Other offerings are free seminars, Christmas open house, a wine and cheese party, and a lady’s night out at Christmas (a fundraiser for breast cancer). Customers can also sign up for the quarterly e-mail newsletter and join the frequent buyer club. One reward point is earned for every $1 spent. When 400 reward points are accumulated, a 10 per cent off coupon is presented.
A special service at Green Village is the personalized birthday greeting along with a $5 credit.
Buyting says their business strives to become a major destination and that to culture that image, they’ve been known to do some crazy things around the store.
“Where else can you visit live parrots as well as other birds in our tropical greenhouse year round,” says Buyting.
Darlene den Haan is the former chairperson of the Greenhouse Growers Association of Nova Scotia. Her family owns the seasonally operated den Haan’s Garden World in Middleton, N.S. She says they set their place apart from others by trying to create an ambience and healing place, where customers can come in and de-stress.
“It’s not just a shopping experience, we encourage our customer to come back, even when they’re feeling down, to take advantage of the environment that we’ve created inside the greenhouse,” she says. The atmosphere is enhanced with soothing music and nature sounds. Even the humidity level is carefully monitored for optimum comfort.
In addition to their garden centre, den Haan’s operate a gift shop and hydroponics division.
“I’ve always sort of preached to everyone, know your strengths and work with those. Usually the best-kept secret of your success is something that’s very obvious. For us it was the tomatoes and cucumbers that set us apart from everyone else. We’ve built on that,” says den Haan.

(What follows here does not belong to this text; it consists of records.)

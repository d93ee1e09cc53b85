//! # pixcache - Persistent Memory-Mapped Image Table
//!
//! pixcache stores pre-rendered pixel buffers of a single image format in a
//! memory-mapped file, so a consumer (typically a UI displaying many
//! thumbnails) can obtain ready-to-display pixel data with no decode, no
//! scaling, and no copy on the hot path: a fetched image aliases the mapped
//! file region directly.
//!
//! ## Quick Start
//!
//! ```ignore
//! use pixcache::{ImageFormat, ImageTable};
//! use uuid::Uuid;
//!
//! let format = ImageFormat::rgba8("thumb-128", 128, 128, 4096)?;
//! let table = ImageTable::open(format)?;
//!
//! let (photo, master) = (Uuid::new_v4(), Uuid::new_v4());
//!
//! // Render once...
//! table.set_entry(photo, master, |buf| render_thumbnail(buf));
//!
//! // ...display many times, straight from the mapped file.
//! if let Some(image) = table.new_image_for(photo, master, true) {
//!     blit(image.pixels(), image.row_stride());
//! }
//! ```
//!
//! ## Architecture
//!
//! ```text
//! ┌─────────────────────────────────────────────┐
//! │     Public API (ImageTable, CachedImage)    │
//! ├─────────────────────────────────────────────┤
//! │  Orchestrator: index, MRU eviction, pins,   │
//! │  per-slot monitors, metadata writer thread  │
//! ├─────────────────────────────────────────────┤
//! │  Storage: mapped chunks + entry handles     │
//! ├─────────────────────────────────────────────┤
//! │  <name>.imageTable  +  <name>.metadata      │
//! └─────────────────────────────────────────────┘
//! ```
//!
//! ## On-Disk Layout
//!
//! The data file is a concatenation of fixed-length, page-aligned entry
//! slots: `row_stride`-aligned pixel rows, padding, then a 32-byte header
//! (16-byte entity id, 16-byte source-image id). The metadata file is a
//! compact binary index (slot assignments, source ids, MRU order, format
//! fingerprint), rewritten asynchronously after each mutation and
//! reconciled against the data file at open.
//!
//! ## Eviction
//!
//! The table holds at most an effective maximum of entries (the configured
//! capacity, raised to at least one chunk). Past that, storing a new entity
//! evicts the least-recently-used entry that no outstanding image pins.
//! Images pin their entity for as long as they are alive, so eviction never
//! invalidates pixels a reader is displaying; if every entry is pinned, the
//! file grows past the maximum instead (logged as pressure).
//!
//! ## Module Overview
//!
//! - [`format`]: image format descriptor and compatibility fingerprint
//! - [`layout`]: derived geometry (strides, entry/chunk sizes)
//! - [`storage`]: memory-mapped chunks and entry handles
//! - [`table`]: the orchestrator, index/MRU state, metadata persistence
//! - [`image`]: draw-target buffer and the aliasing image type
//! - [`config`]: constants and process-wide host values

pub mod config;
pub mod format;
pub mod image;
pub mod layout;
pub mod storage;
pub mod table;

pub use config::{cache_directory, set_cache_directory};
pub use format::ImageFormat;
pub use image::{CachedImage, PixelBuffer};
pub use layout::TableLayout;
pub use table::ImageTable;
//! # Metadata Persistence
//!
//! Serializes the index/MRU state of one table to `<format>.metadata` and
//! loads it back at open. The format is a compact, deterministic
//! little-endian encoding.
//!
//! ## File Format
//!
//! ```text
//! Offset  Size  Description
//! 0       16    Magic: "pixcache meta v1"
//! 16      4     Version: 1 (u32 little-endian)
//! 20      4     Fingerprint length F (u32)
//! 24      4     Record count N (u32)
//! 28      4     Reserved
//! 32      F     Format fingerprint bytes
//! 32+F    48*N  Entry records
//! ```
//!
//! ### Record Format (48 bytes each)
//!
//! ```text
//! Offset  Size  Description
//! 0       16    Entity id
//! 16      16    Source-image id
//! 32      4     Table index (u32)
//! 36      4     MRU-present flag (u32, 0 or 1)
//! 40      4     MRU index (u32, 0 = most recent; valid when flag is 1)
//! 44      4     Reserved
//! ```
//!
//! ## Write Path
//!
//! Mutations snapshot the state under the table lock and hand the snapshot
//! to a dedicated writer thread through a single-slot mailbox. The mailbox
//! coalesces: a snapshot submitted while an older one is still waiting
//! replaces it, so only the newest state ever reaches disk: equivalent to a
//! serial queue that never runs a stale job. Writes are plain overwrites; a
//! write torn by a crash is detected and discarded by the next open's
//! reconciliation.
//!
//! If the worker thread cannot be spawned, the writer degrades to
//! synchronous writes on the submitting thread (logged). Metadata is
//! best-effort either way, so a degraded writer never blocks a table from
//! opening.

use std::fs;
use std::path::{Path, PathBuf};
use std::sync::Arc;
use std::thread::JoinHandle;

use eyre::{ensure, Result};
use parking_lot::{Condvar, Mutex};
use tracing::warn;
use uuid::Uuid;
use zerocopy::little_endian::U32;
use zerocopy::{FromBytes, Immutable, IntoBytes, KnownLayout, Unaligned};

use super::state::RestoredEntry;
use crate::config::{METADATA_MAGIC, METADATA_VERSION};

pub const METADATA_HEADER_SIZE: usize = 32;
pub const METADATA_RECORD_SIZE: usize = 48;

#[repr(C)]
#[derive(Debug, Clone, Copy, FromBytes, IntoBytes, Immutable, KnownLayout, Unaligned)]
struct MetadataHeader {
    magic: [u8; 16],
    version: U32,
    fingerprint_len: U32,
    record_count: U32,
    reserved: U32,
}

const _: () = assert!(std::mem::size_of::<MetadataHeader>() == METADATA_HEADER_SIZE);

#[repr(C)]
#[derive(Debug, Clone, Copy, FromBytes, IntoBytes, Immutable, KnownLayout, Unaligned)]
struct MetadataRecord {
    entity_id: [u8; 16],
    source_id: [u8; 16],
    table_index: U32,
    has_mru: U32,
    mru_index: U32,
    reserved: U32,
}

const _: () = assert!(std::mem::size_of::<MetadataRecord>() == METADATA_RECORD_SIZE);

/// A point-in-time copy of the persistable table state.
#[derive(Debug, Clone)]
pub struct MetadataSnapshot {
    pub fingerprint: Vec<u8>,
    pub entries: Vec<RestoredEntry>,
}

impl MetadataSnapshot {
    pub fn encode(&self) -> Vec<u8> {
        let mut buf = Vec::with_capacity(
            METADATA_HEADER_SIZE + self.fingerprint.len() + self.entries.len() * METADATA_RECORD_SIZE,
        );

        let header = MetadataHeader {
            magic: *METADATA_MAGIC,
            version: U32::new(METADATA_VERSION),
            fingerprint_len: U32::new(self.fingerprint.len() as u32),
            record_count: U32::new(self.entries.len() as u32),
            reserved: U32::new(0),
        };
        buf.extend_from_slice(header.as_bytes());
        buf.extend_from_slice(&self.fingerprint);

        for entry in &self.entries {
            let record = MetadataRecord {
                entity_id: *entry.entity.as_bytes(),
                source_id: *entry.source.as_bytes(),
                table_index: U32::new(entry.slot),
                has_mru: U32::new(entry.mru_position.is_some() as u32),
                mru_index: U32::new(entry.mru_position.unwrap_or(0) as u32),
                reserved: U32::new(0),
            };
            buf.extend_from_slice(record.as_bytes());
        }

        buf
    }

    pub fn decode(bytes: &[u8]) -> Result<Self> {
        ensure!(
            bytes.len() >= METADATA_HEADER_SIZE,
            "metadata file truncated: {} bytes",
            bytes.len()
        );

        let header = MetadataHeader::ref_from_bytes(&bytes[..METADATA_HEADER_SIZE])
            .map_err(|e| eyre::eyre!("failed to parse metadata header: {:?}", e))?;

        ensure!(
            &header.magic == METADATA_MAGIC,
            "invalid magic bytes in metadata file"
        );
        ensure!(
            header.version.get() == METADATA_VERSION,
            "unsupported metadata version: {} (expected {})",
            header.version.get(),
            METADATA_VERSION
        );

        let fingerprint_len = header.fingerprint_len.get() as usize;
        let record_count = header.record_count.get() as usize;
        let expected = METADATA_HEADER_SIZE + fingerprint_len + record_count * METADATA_RECORD_SIZE;
        ensure!(
            bytes.len() >= expected,
            "metadata file truncated: {} bytes, expected {}",
            bytes.len(),
            expected
        );

        let fingerprint = bytes[METADATA_HEADER_SIZE..METADATA_HEADER_SIZE + fingerprint_len].to_vec();

        let mut entries = Vec::with_capacity(record_count);
        let mut offset = METADATA_HEADER_SIZE + fingerprint_len;
        for _ in 0..record_count {
            let record = MetadataRecord::ref_from_bytes(&bytes[offset..offset + METADATA_RECORD_SIZE])
                .map_err(|e| eyre::eyre!("failed to parse metadata record: {:?}", e))?;

            entries.push(RestoredEntry {
                entity: Uuid::from_bytes(record.entity_id),
                source: Uuid::from_bytes(record.source_id),
                slot: record.table_index.get(),
                mru_position: (record.has_mru.get() != 0).then(|| record.mru_index.get() as usize),
            });
            offset += METADATA_RECORD_SIZE;
        }

        Ok(Self {
            fingerprint,
            entries,
        })
    }
}

#[derive(Default)]
struct Mailbox {
    pending: Option<MetadataSnapshot>,
    submitted: u64,
    written: u64,
    shutdown: bool,
}

struct WriterShared {
    path: PathBuf,
    mailbox: Mutex<Mailbox>,
    wakeup: Condvar,
}

/// Dedicated writer thread for one table's metadata file.
pub struct MetadataWriter {
    shared: Arc<WriterShared>,
    worker: Option<JoinHandle<()>>,
}

impl MetadataWriter {
    /// Starts the writer for one table. Construction never fails: if the
    /// worker thread cannot be spawned, the writer runs in degraded mode
    /// and [`Self::submit`] writes synchronously instead.
    pub fn spawn(path: PathBuf) -> Self {
        let shared = Arc::new(WriterShared {
            path,
            mailbox: Mutex::new(Mailbox::default()),
            wakeup: Condvar::new(),
        });

        let worker_shared = Arc::clone(&shared);
        let worker = match std::thread::Builder::new()
            .name("pixcache-metadata".into())
            .spawn(move || Self::run(worker_shared))
        {
            Ok(handle) => Some(handle),
            Err(err) => {
                warn!(
                    path = %shared.path.display(),
                    error = %err,
                    "failed to spawn metadata writer thread; falling back to synchronous writes"
                );
                None
            }
        };

        Self { shared, worker }
    }

    fn write_file(path: &Path, snapshot: &MetadataSnapshot) {
        let bytes = snapshot.encode();
        if let Err(err) = fs::write(path, &bytes) {
            warn!(
                path = %path.display(),
                error = %err,
                "metadata write failed; state will be re-emitted on the next save"
            );
        }
    }

    fn run(shared: Arc<WriterShared>) {
        loop {
            let (snapshot, seq) = {
                let mut mailbox = shared.mailbox.lock();
                loop {
                    if let Some(snapshot) = mailbox.pending.take() {
                        break (snapshot, mailbox.submitted);
                    }
                    if mailbox.shutdown {
                        return;
                    }
                    shared.wakeup.wait(&mut mailbox);
                }
            };

            Self::write_file(&shared.path, &snapshot);

            let mut mailbox = shared.mailbox.lock();
            mailbox.written = seq;
            shared.wakeup.notify_all();
        }
    }

    /// Queues a snapshot for writing, replacing any not-yet-written one.
    /// Never blocks on I/O unless the writer is degraded (no worker
    /// thread), in which case the write happens here.
    pub fn submit(&self, snapshot: MetadataSnapshot) {
        if self.worker.is_none() {
            Self::write_file(&self.shared.path, &snapshot);
            return;
        }

        let mut mailbox = self.shared.mailbox.lock();
        mailbox.pending = Some(snapshot);
        mailbox.submitted += 1;
        self.shared.wakeup.notify_all();
    }

    /// Blocks until every snapshot submitted so far has been written (or the
    /// writer shut down). In degraded mode every submit already wrote.
    pub fn flush(&self) {
        if self.worker.is_none() {
            return;
        }

        let mut mailbox = self.shared.mailbox.lock();
        let target = mailbox.submitted;
        while mailbox.written < target && !mailbox.shutdown {
            self.shared.wakeup.wait(&mut mailbox);
        }
    }
}

impl Drop for MetadataWriter {
    fn drop(&mut self) {
        {
            let mut mailbox = self.shared.mailbox.lock();
            mailbox.shutdown = true;
            self.shared.wakeup.notify_all();
        }
        if let Some(worker) = self.worker.take() {
            let _ = worker.join();
        }
    }
}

The business grows over a million pounds of tomatoes annually. Eight years ago den Haan began turning excess tomatoes into a value added product – salsa. Bread & butter pickles, jams and jellies were added to the line.
“We’re really expanding on that whole idea of knowing where your food comes from. It’s a value added process to help us capture some of that waste but its not just about capturing waste. We’ve created a little following, like a farmers market. It’s happening seven days a week,” says den Haan.
She’s the one who blends the fruit and vegetables they grow with secret ingredients on a propane cooker set up outside in her yard. That way she maintains complete control over production.
“It’s quite an experience and its fun,” she says. Each year she bottles over 1,000 quarts of salsa and half that in pickles. She says she could sell twice as many, but the product will never be offered wholesale. “It’s a niche and I’d sort of like to keep it that way.”
In Charlottetown, Prince Edward Island, Wade Doiron, owner of Doiron’s Garden Centre, says it’s the dual nature of their business that attracts people. His company provides a landscaping service and stocks the majority of plants they use for installation, at their garden centre.
“With the amount of stuff we have on hand, customers find it quite helpful,” he says.
Staff are able to recommend specific plants for various purposes and can refer customers to completed landscape projects in the area for an idea of what mature growth habits look like.
Creative enhancements to entice customers can be accomplished in many different ways as shown by these businesses. In some cases, as den Haan advises, it’s simply a matter of knowing your strengths and expanding on those.